Stan Wang [2011] is doing a PhD in Surgery at the University of Cambridge.
Monday, October 8th 2012 could have been a morning like any other in the Gurdon lab, save for a few unique exceptions. To begin with, this was the first time my supervisor, Sir John Gurdon, had ever been late to one of our weekly lab meetings. John is ever punctual and almost never late for anything, nonetheless our own group meetings - he can oftentimes be found minding his watch as lab members trickle into the room. When he eventually joined the meeting that morning, after having taken a 'complicated phone call', nothing further was mentioned and he proceeded to ask questions about the topic being presented. However, shortly thereafter with the announcement at 10:30am, the director of the Gurdon Institute, along with what felt like half the institute, burst through the doors to our meeting room, exclaiming, "John, do you realise that you have just won the Nobel Prize!" As waves of cheering could be heard throughout the floors of the institute, it became readily apparent that none of us would be able to focus much for the remainder of the day.

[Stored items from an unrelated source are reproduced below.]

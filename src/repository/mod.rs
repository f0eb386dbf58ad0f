//! Repository layer for database operations
//!
//! Every business operation runs inside one [`UnitOfWork`] obtained from a
//! [`Store`]. Dropping a unit of work without calling
//! [`UnitOfWork::commit`] discards all of its writes.

pub mod books;
pub mod loans;
pub mod memory;
pub mod postgres;
pub mod users;

use std::sync::Arc;

use async_trait::async_trait;
use sqlx::{Pool, Postgres};

use crate::{
    error::AppResult,
    models::{
        book::BookQuery, loan::LoanQuery, user::UserQuery, Book, EntityKind, LoanRecord, User,
    },
};

/// Source of units of work
#[cfg_attr(test, mockall::automock)]
#[async_trait]
pub trait Store: Send + Sync {
    /// Start a new unit of work
    async fn begin(&self) -> AppResult<Box<dyn UnitOfWork>>;
}

/// One atomic sequence of reads and writes.
///
/// The `lock_*` reads take a row lock that is held until the unit of work
/// ends, so concurrent operations on the same user, book or loan serialize.
#[async_trait]
pub trait UnitOfWork: Send {
    async fn find_book(&mut self, id: &str) -> AppResult<Option<Book>>;
    async fn lock_book(&mut self, id: &str) -> AppResult<Option<Book>>;
    async fn list_books(&mut self, query: &BookQuery) -> AppResult<Vec<Book>>;
    async fn insert_book(&mut self, book: &Book) -> AppResult<()>;
    async fn update_book(&mut self, book: &Book) -> AppResult<bool>;
    async fn delete_book(&mut self, id: &str) -> AppResult<bool>;

    async fn find_user(&mut self, id: &str) -> AppResult<Option<User>>;
    async fn lock_user(&mut self, id: &str) -> AppResult<Option<User>>;
    async fn find_user_by_username(&mut self, username: &str) -> AppResult<Option<User>>;
    async fn list_users(&mut self, query: &UserQuery) -> AppResult<Vec<User>>;
    async fn insert_user(&mut self, user: &User) -> AppResult<()>;
    async fn update_user(&mut self, user: &User) -> AppResult<bool>;
    async fn delete_user(&mut self, id: &str) -> AppResult<bool>;

    async fn find_loan(&mut self, id: &str) -> AppResult<Option<LoanRecord>>;
    async fn lock_loan(&mut self, id: &str) -> AppResult<Option<LoanRecord>>;
    async fn list_loans(&mut self, query: &LoanQuery) -> AppResult<Vec<LoanRecord>>;
    async fn count_open_loans(&mut self, user_id: &str) -> AppResult<i64>;
    async fn insert_loan(&mut self, record: &LoanRecord) -> AppResult<()>;
    async fn update_loan(&mut self, record: &LoanRecord) -> AppResult<bool>;

    /// Numerically highest ID of the given kind. Reserves ID generation for
    /// this kind until the unit of work ends.
    async fn highest_id(&mut self, kind: EntityKind) -> AppResult<Option<String>>;

    async fn commit(self: Box<Self>) -> AppResult<()>;
    async fn rollback(self: Box<Self>) -> AppResult<()>;
}

/// Injected persistence handle shared by all services
#[derive(Clone)]
pub struct Repository {
    store: Arc<dyn Store>,
}

impl Repository {
    pub fn new(store: Arc<dyn Store>) -> Self {
        Self { store }
    }

    /// Repository backed by a PostgreSQL pool
    pub fn postgres(pool: Pool<Postgres>) -> Self {
        Self::new(Arc::new(postgres::PgStore::new(pool)))
    }

    /// Repository backed by an in-process store
    pub fn memory(store: memory::MemoryStore) -> Self {
        Self::new(Arc::new(store))
    }

    pub async fn begin(&self) -> AppResult<Box<dyn UnitOfWork>> {
        self.store.begin().await
    }
}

What John accomplished over 50 years ago - cloning the first animal, the African clawed frog (Xenopus laevis), 30 years before the first cloned mammal, Dolly the sheep - was revolutionary and many in developmental biology did not believe his results at first. Nevertheless, according to the Nobel Assembly, the 2012 Nobel Prize in Physiology or Medicine was awarded for "groundbreaking discoveries [that] have completely changed our view of the development and cellular specialisation. We now understand that the mature cell does not have to be confined forever to its specialised state. Textbooks have been rewritten and new research fields have been established. By reprogramming human cells, scientists have created new opportunities to study diseases and develop methods for diagnosis and therapy."
Not bad for a young high school student who, while at Eton in 1949, had said about him in a now infamously scathing report card: "I believe he has ideas about becoming a scientist; on his present showing this is quite ridiculous...it would be a sheer waste of time, both on his part and of those who have to teach him."
This year's Nobel Prize in Physiology or Medicine is a bit curious too in terms of timing. This particular prize represents one of the longest times to the award (Gurdon at 50 years) and one of the shortest (Shinya Yamanaka at six years). Furthermore, John's seminal paper describing the famous cloning experiment was published the very year that Yamanaka was born (1962).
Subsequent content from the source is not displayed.